Bob Bailey

A myblog.arts site

Jon Nixon’s Interpretive Pedagogies


Nixon puts forward important valued approaches in all aspects of teaching from the values of empowerment, of transformation, and an shared understanding of knowledge. Since tuition fees were introduced for all students Nixon’s valued approaches should be more valued and shared across the globe.

‘…talk to people rather than fight them; to understand them rather than dismiss or annihilate them as mutants; to enhance one’s own tradition by drawing freely on experience from other pools, rather than shutting it off from the traffic of ideas.’ Bauman, Z. (1987) Legislators and Interpreters. Polity Press

We debated in class if the role of Universities can also consist of career development (maybe a contradicting point of view to Nixon’s). If the knowledge we teach students and the many experiences we have as practising artists are ways of thinking of their subject then the students will benefit from university education using these ‘ways of thinking’ to help them find meaningful and creative work in the future.

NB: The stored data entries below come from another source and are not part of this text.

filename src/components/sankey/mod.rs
mod component;
mod layout;
mod render;
mod state;

pub use component::SankeyCanvas;
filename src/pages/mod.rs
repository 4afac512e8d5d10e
pub mod home;
pub mod not_found;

1: Are all views worthy of our efforts to understand them?

Listen to others before making a decision.

Is there a tipping point so everything becomes flat and diluted?

All views are valid. Views that we don’t agree with are especially interesting as it ensures that we can engage in fair, diplomatic and objective discussions. The ability to articulate our own views and the ability to understand, unpick and challenge these and the views of others is what education is good for. However not all views can withstand all effort and time.

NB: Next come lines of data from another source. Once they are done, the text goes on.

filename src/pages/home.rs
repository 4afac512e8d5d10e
use std::sync::Arc;

use leptos::prelude::*;

use crate::LoadedDashboard;
use crate::components::area_map::AreaMap;
use crate::components::bar_chart::TopAreasChart;
use crate::components::flow_table::{AreaOverviewTable, FlowTable};
use crate::components::metrics::{Metric, format_signed, format_thousands};
use crate::components::sankey::SankeyCanvas;
use crate::config::{
	DATASET_PATH, MAX_SANKEY_OTHERS, NAME_FIELD, TOP_AREAS_CHART, dataset_file_name,
};
use crate::flows::{
	AreaTotals, CatalogError, Dashboard, Direction, FlowSummary, SankeyGraph, Selection,
};

#[derive(Clone, Copy, Debug, PartialEq, Eq)]
enum Tab {
	Outbound,
	Inbound,
	AllAreas,
}

/// Default Home Page
#[component]
pub fn Home() -> impl IntoView {
	match use_context::<LoadedDashboard>() {
		Some(Ok(dashboard)) => view! { <DashboardView dashboard /> }.into_any(),
		Some(Err(err)) => view! { <LoadError err /> }.into_any(),
		None => view! {
			<div class="load-error">
				<h1>"Uh oh! Something went wrong!"</h1>
				<p class="error">"The dashboard was not initialised."</p>
			</div>
		}
		.into_any(),
	}
}

#[component]
fn LoadError(err: Arc<CatalogError>) -> impl IntoView {
	view! {
		<div class="load-error">
			<h1>"Mobility Dashboard"</h1>
			<p class="error">{format!("Could not load {DATASET_PATH}: {err}")}</p>
			<p class="info">{err.hint()}</p>
		</div>
	}
}

#[component]
fn DashboardView(dashboard: Arc<Dashboard>) -> impl IntoView {
	let selection = RwSignal::new(Selection::new(&dashboard.catalog));

	let d = dashboard.clone();
	let summary = Memo::new(move |_| selection.with(|s| d.summary(s)));
	let d = dashboard.clone();
	let graph = Memo::new(move |_| summary.with(|s| d.sankey(s, MAX_SANKEY_OTHERS)));

	let overview = AreaTotals::overview(&dashboard.flows);
	let top: Vec<AreaTotals> = overview.iter().take(TOP_AREAS_CHART).cloned().collect();
	let area_count = dashboard.catalog.len();
	let connections = format_thousands(dashboard.flows.edge_count() as u64);
	let crs = dashboard.catalog.source_crs().to_string();
	let names = dashboard.catalog.names().to_vec();

	let selected_name = move || selection.with(|s| s.name().to_string());
	let d = dashboard.clone();
	let on_select = move |ev: web_sys::Event| {
		let name = event_target_value(&ev);
		selection.update(|s| {
			s.select(&name, &d.catalog);
		});
	};

	let tab = RwSignal::new(Tab::Outbound);
	let tab_button = move |which: Tab, label: &'static str| {
		view! {
			<button class="tab" class:active=move || tab.get() == which on:click=move |_| tab.set(which)>
				{label}
			</button>
		}
	};

	// panels stay mounted so the canvases keep their listeners
	let panel_display = move |which: Tab| {
		move || if tab.get() == which { "block" } else { "none" }
	};

	let caption = move || {
		graph.with(|g| {
			let shown = g.nodes().len().saturating_sub(1);
			format!("Showing top {shown} of {} connections", shown + g.hidden_count())
		})
	};

	view! {
		<div class="dashboard">
			<aside class="sidebar">
				<h2>"Settings"</h2>
				<h3>"Data"</h3>
				<Metric label="Areas" value=area_count.to_string() />
				<Metric label="Connections" value=connections.clone() />
				<hr />
				<label for="area-select">"Select area"</label>
				<select id="area-select" on:change=on_select prop:value=selected_name>
					{names
						.into_iter()
						.map(|name| {
							let label = name.clone();
							view! { <option value=name>{label}</option> }
						})
						.collect_view()}
				</select>
				<hr />
				<h3>"Dataset"</h3>
				<p class="caption">"File: " {dataset_file_name()}</p>
				<p class="caption">"Name field: " {NAME_FIELD}</p>
				<p class="caption">"Source CRS: " {crs}</p>
				<hr />
				<h3>"About"</h3>
				<p class="info">
					"Trip flows between areas. Pick an area on the map or in the list to see where its trips go and where they come from. The numbers are randomly generated for demonstration."
				</p>
			</aside>

			<main class="content">
				<h1>"Mobility Dashboard"</h1>
				<p class="subtitle">{format!("Trip flows between {area_count} areas")}</p>

				<div class="columns">
					<section class="column">
						<h2>"Area map"</h2>
						<p class="caption">"Click an area to see its trip flows. Drag to pan, scroll to zoom."</p>
						<AreaMap dashboard=dashboard.clone() selection />
					</section>

					<section class="column">
						<h2>{move || format!("Trip flows: {}", selected_name())}</h2>
						<div class="metrics">
							<Metric
								label="Trips out"
								value=Signal::derive(move || format_thousands(summary.with(|s| s.outbound_total)))
							/>
							<Metric
								label="Trips in"
								value=Signal::derive(move || format_thousands(summary.with(|s| s.inbound_total)))
							/>
							<Metric
								label="Net"
								value=Signal::derive(move || format_signed(summary.with(FlowSummary::net)))
							/>
						</div>
						<SankeyCanvas graph />
						<Show when=move || graph.with(SankeyGraph::truncated)>
							<p class="caption">{caption}</p>
						</Show>
					</section>
				</div>

				<hr />
				<h2>"Detailed overview"</h2>
				<div class="tabs">
					{tab_button(Tab::Outbound, "Outbound trips")}
					{tab_button(Tab::Inbound, "Inbound trips")}
					{tab_button(Tab::AllAreas, "All areas")}
				</div>
				<div class="tab-panel" style:display=panel_display(Tab::Outbound)>
					<FlowTable direction=Direction::Outbound summary />
				</div>
				<div class="tab-panel" style:display=panel_display(Tab::Inbound)>
					<FlowTable direction=Direction::Inbound summary />
				</div>
				<div class="tab-panel" style:display=panel_display(Tab::AllAreas)>
					<p><b>"All areas in the dataset:"</b></p>
					<AreaOverviewTable rows=overview />
					<p><b>{format!("Top {TOP_AREAS_CHART} areas by total trips:")}</b></p>
					<TopAreasChart rows=top visible=Signal::derive(move || tab.get() == Tab::AllAreas) />
				</div>

				<hr />
				<footer class="caption">
					{format!(
						"{} | {area_count} areas | {connections} connections | Randomly generated data for demonstration",
						dataset_file_name(),
					)}
				</footer>
			</main>
		</div>
	}
}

I think that these skills help us to communicate more successfully.  They allow us to challenge views and decisions made by colleagues, Students and Authorities that we feel are oppressive and harmful to us or others.

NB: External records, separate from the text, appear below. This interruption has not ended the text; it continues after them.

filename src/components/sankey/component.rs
use std::cell::RefCell;
use std::rc::Rc;

use leptos::prelude::*;
use wasm_bindgen::prelude::*;
use web_sys::{HtmlCanvasElement, MouseEvent};

use super::render;
use super::state::SankeyState;
use crate::components::canvas;
use crate::flows::SankeyGraph;

/// Animated Sankey diagram of the selected area's flows.
#[component]
pub fn SankeyCanvas(
	#[prop(into)] graph: Signal<SankeyGraph>,
	#[prop(default = 450.0)] height: f64,
) -> impl IntoView {
	let canvas_ref = NodeRef::<leptos::html::Canvas>::new();
	let state: Rc<RefCell<Option<SankeyState>>> = Rc::new(RefCell::new(None));
	let animate: Rc<RefCell<Option<Closure<dyn FnMut()>>>> = Rc::new(RefCell::new(None));
	let resize_cb: Rc<RefCell<Option<Closure<dyn FnMut()>>>> = Rc::new(RefCell::new(None));
	let (state_init, animate_init, resize_cb_init) =
		(state.clone(), animate.clone(), resize_cb.clone());

	Effect::new(move |_| {
		let Some(canvas) = canvas_ref.get() else {
			return;
		};
		let canvas: HtmlCanvasElement = canvas.into();
		let Some(ctx) = canvas::context_2d(&canvas) else {
			return;
		};
		let (w, h) = canvas::fit_to_parent(&canvas, height);
		*state_init.borrow_mut() = Some(SankeyState::new(graph.get_untracked(), w, h));

		let (state_resize, canvas_resize) = (state_init.clone(), canvas.clone());
		*resize_cb_init.borrow_mut() = Some(Closure::new(move || {
			let (nw, nh) = canvas::fit_to_parent(&canvas_resize, height);
			if let Some(ref mut s) = *state_resize.borrow_mut() {
				s.resize(nw, nh);
			}
		}));
		if let Some(ref cb) = *resize_cb_init.borrow() {
			canvas::on_window_resize(cb);
		}

		let (state_anim, animate_inner) = (state_init.clone(), animate_init.clone());
		*animate_init.borrow_mut() = Some(Closure::new(move || {
			if let Some(ref mut s) = *state_anim.borrow_mut() {
				s.tick(0.016);
				render::render(s, &ctx);
			}
			if let Some(ref cb) = *animate_inner.borrow() {
				canvas::request_frame(cb);
			}
		}));
		if let Some(ref cb) = *animate_init.borrow() {
			canvas::request_frame(cb);
		}
	});

	let state_graph = state.clone();
	Effect::new(move |_| {
		let next = graph.get();
		if let Some(ref mut s) = *state_graph.borrow_mut() {
			s.set_graph(next);
		}
	});

	let state_mm = state.clone();
	let on_mousemove = move |ev: MouseEvent| {
		let Some(canvas) = canvas_ref.get() else {
			return;
		};
		let (x, y) = canvas::pointer_position(&canvas, &ev);
		if let Some(ref mut s) = *state_mm.borrow_mut() {
			let hovered = s.layout.box_at(x, y);
			s.set_hover(hovered);
		}
	};

	let state_ml = state.clone();
	let on_mouseleave = move |_: MouseEvent| {
		if let Some(ref mut s) = *state_ml.borrow_mut() {
			s.set_hover(None);
		}
	};

	view! {
		<canvas
			node_ref=canvas_ref
			class="sankey-canvas"
			on:mousemove=on_mousemove
			on:mouseleave=on_mouseleave
			style="display: block;"
		/>
	}
}
//! Browser glue shared by the canvas-backed charts.

use wasm_bindgen::prelude::*;
use web_sys::{CanvasRenderingContext2d, HtmlCanvasElement, MouseEvent};

pub fn context_2d(canvas: &HtmlCanvasElement) -> Option<CanvasRenderingContext2d> {
	canvas.get_context("2d").ok().flatten()?.dyn_into().ok()
}

/// Size the canvas to its parent's width and the given height.
pub fn fit_to_parent(canvas: &HtmlCanvasElement, height: f64) -> (f64, f64) {
	let width = canvas
		.parent_element()
		.map(|p| p.client_width() as f64)
		.filter(|w| *w > 0.0)
		.unwrap_or(600.0);
	canvas.set_width(width as u32);
	canvas.set_height(height as u32);
	(width, height)
}

/// Pointer position relative to the canvas' top-left corner.
pub fn pointer_position(canvas: &HtmlCanvasElement, ev: &MouseEvent) -> (f64, f64) {
	let rect = canvas.get_bounding_client_rect();
	(
		ev.client_x() as f64 - rect.left(),
		ev.client_y() as f64 - rect.top(),
	)
}

pub fn request_frame(cb: &Closure<dyn FnMut()>) {
	if let Some(window) = web_sys::window() {
		let _ = window.request_animation_frame(cb.as_ref().unchecked_ref());
	}
}

pub fn on_window_resize(cb: &Closure<dyn FnMut()>) {
	if let Some(window) = web_sys::window() {
		let _ = window.add_event_listener_with_callback("resize", cb.as_ref().unchecked_ref());
	}
}
use leptos::prelude::*;
use log::error;
use wasm_bindgen::prelude::*;
use web_sys::{Blob, BlobPropertyBag, HtmlAnchorElement, MouseEvent, Url};

use super::metrics::{format_signed, format_thousands};
use crate::flows::export::{export_file_name, inbound_csv, outbound_csv, share_rows};
use crate::flows::{AreaTotals, Direction, FlowSummary};

/// Outbound or inbound flows of the selection with a CSV download button.
#[component]
pub fn FlowTable(
	direction: Direction,
	#[prop(into)] summary: Signal<FlowSummary>,
) -> impl IntoView {
	let heading = match direction {
		Direction::Outbound => "Destination",
		Direction::Inbound => "Origin",
	};
	let empty_message = match direction {
		Direction::Outbound => "No outbound trips",
		Direction::Inbound => "No inbound trips",
	};
	let entries = move || {
		summary.with(|s| match direction {
			Direction::Outbound => s.outbound.clone(),
			Direction::Inbound => s.inbound.clone(),
		})
	};

	let on_download = move |_: MouseEvent| {
		let (area, csv) = summary.with(|s| {
			let csv = match direction {
				Direction::Outbound => outbound_csv(s),
				Direction::Inbound => inbound_csv(s),
			};
			(s.selected.clone(), csv)
		});
		let result = csv.map_err(|err| err.to_string()).and_then(|bytes| {
			download(&export_file_name(direction, &area), "text/csv", &bytes)
				.map_err(|err| format!("{err:?}"))
		});
		if let Err(err) = result {
			error!("csv export for {area} failed: {err}");
		}
	};

	move || {
		let rows = share_rows(&entries());
		if rows.is_empty() {
			return view! { <p class="info">{empty_message}</p> }.into_any();
		}
		view! {
			<table class="flow-table">
				<thead>
					<tr>
						<th>{heading}</th>
						<th class="num">"Trips"</th>
						<th class="num">"Share (%)"</th>
					</tr>
				</thead>
				<tbody>
					{rows
						.into_iter()
						.map(|row| {
							view! {
								<tr>
									<td>{row.area}</td>
									<td class="num">{format_thousands(row.trips as u64)}</td>
									<td class="num">{format!("{:.1}", row.share_pct)}</td>
								</tr>
							}
						})
						.collect_view()}
				</tbody>
			</table>
			<button class="download" on:click=on_download>
				"Download data (CSV)"
			</button>
		}
		.into_any()
	}
}

/// Every area's totals, busiest first.
#[component]
pub fn AreaOverviewTable(rows: Vec<AreaTotals>) -> impl IntoView {
	view! {
		<table class="flow-table">
			<thead>
				<tr>
					<th>"Area"</th>
					<th class="num">"Trips out"</th>
					<th class="num">"Trips in"</th>
					<th class="num">"Total"</th>
					<th class="num">"Net"</th>
				</tr>
			</thead>
			<tbody>
				{rows
					.into_iter()
					.map(|row| {
						view! {
							<tr>
								<td>{row.area.clone()}</td>
								<td class="num">{format_thousands(row.outbound)}</td>
								<td class="num">{format_thousands(row.inbound)}</td>
								<td class="num">{format_thousands(row.total())}</td>
								<td class="num">{format_signed(row.net())}</td>
							</tr>
						}
					})
					.collect_view()}
			</tbody>
		</table>
	}
}

/// Offer `bytes` as a file download through a temporary object URL.
fn download(file_name: &str, mime: &str, bytes: &[u8]) -> Result<(), JsValue> {
	let document = web_sys::window()
		.and_then(|w| w.document())
		.ok_or_else(|| JsValue::from_str("no document"))?;
	let parts = js_sys::Array::of1(&js_sys::Uint8Array::from(bytes));
	let options = BlobPropertyBag::new();
	options.set_type(mime);
	let blob = Blob::new_with_u8_array_sequence_and_options(&parts, &options)?;
	let url = Url::create_object_url_with_blob(&blob)?;

	let anchor: HtmlAnchorElement = document.create_element("a")?.dyn_into()?;
	anchor.set_href(&url);
	anchor.set_download(file_name);
	anchor.click();
	Url::revoke_object_url(&url)
}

2: To what extent should traditions be protected (from other/new ideas)?

One is always at the expense of another (for example: classic versus modern minimal). New ideas, new technological advancements can be engaged with whilst also protecting traditions that we feel are important. Picasso couldn’t move to cubism if he didn’t know how to life-draw. Perhaps there might be a fear that the traditions might become muddied or infected with newer models / ideas that chip away at the pure traditions – I think they should be able to co-exist – giving the experiencer a rounder view of what has been achieved to what can be achieved in the future.

3. Is a technical or ‘useful’ education a second-rate education?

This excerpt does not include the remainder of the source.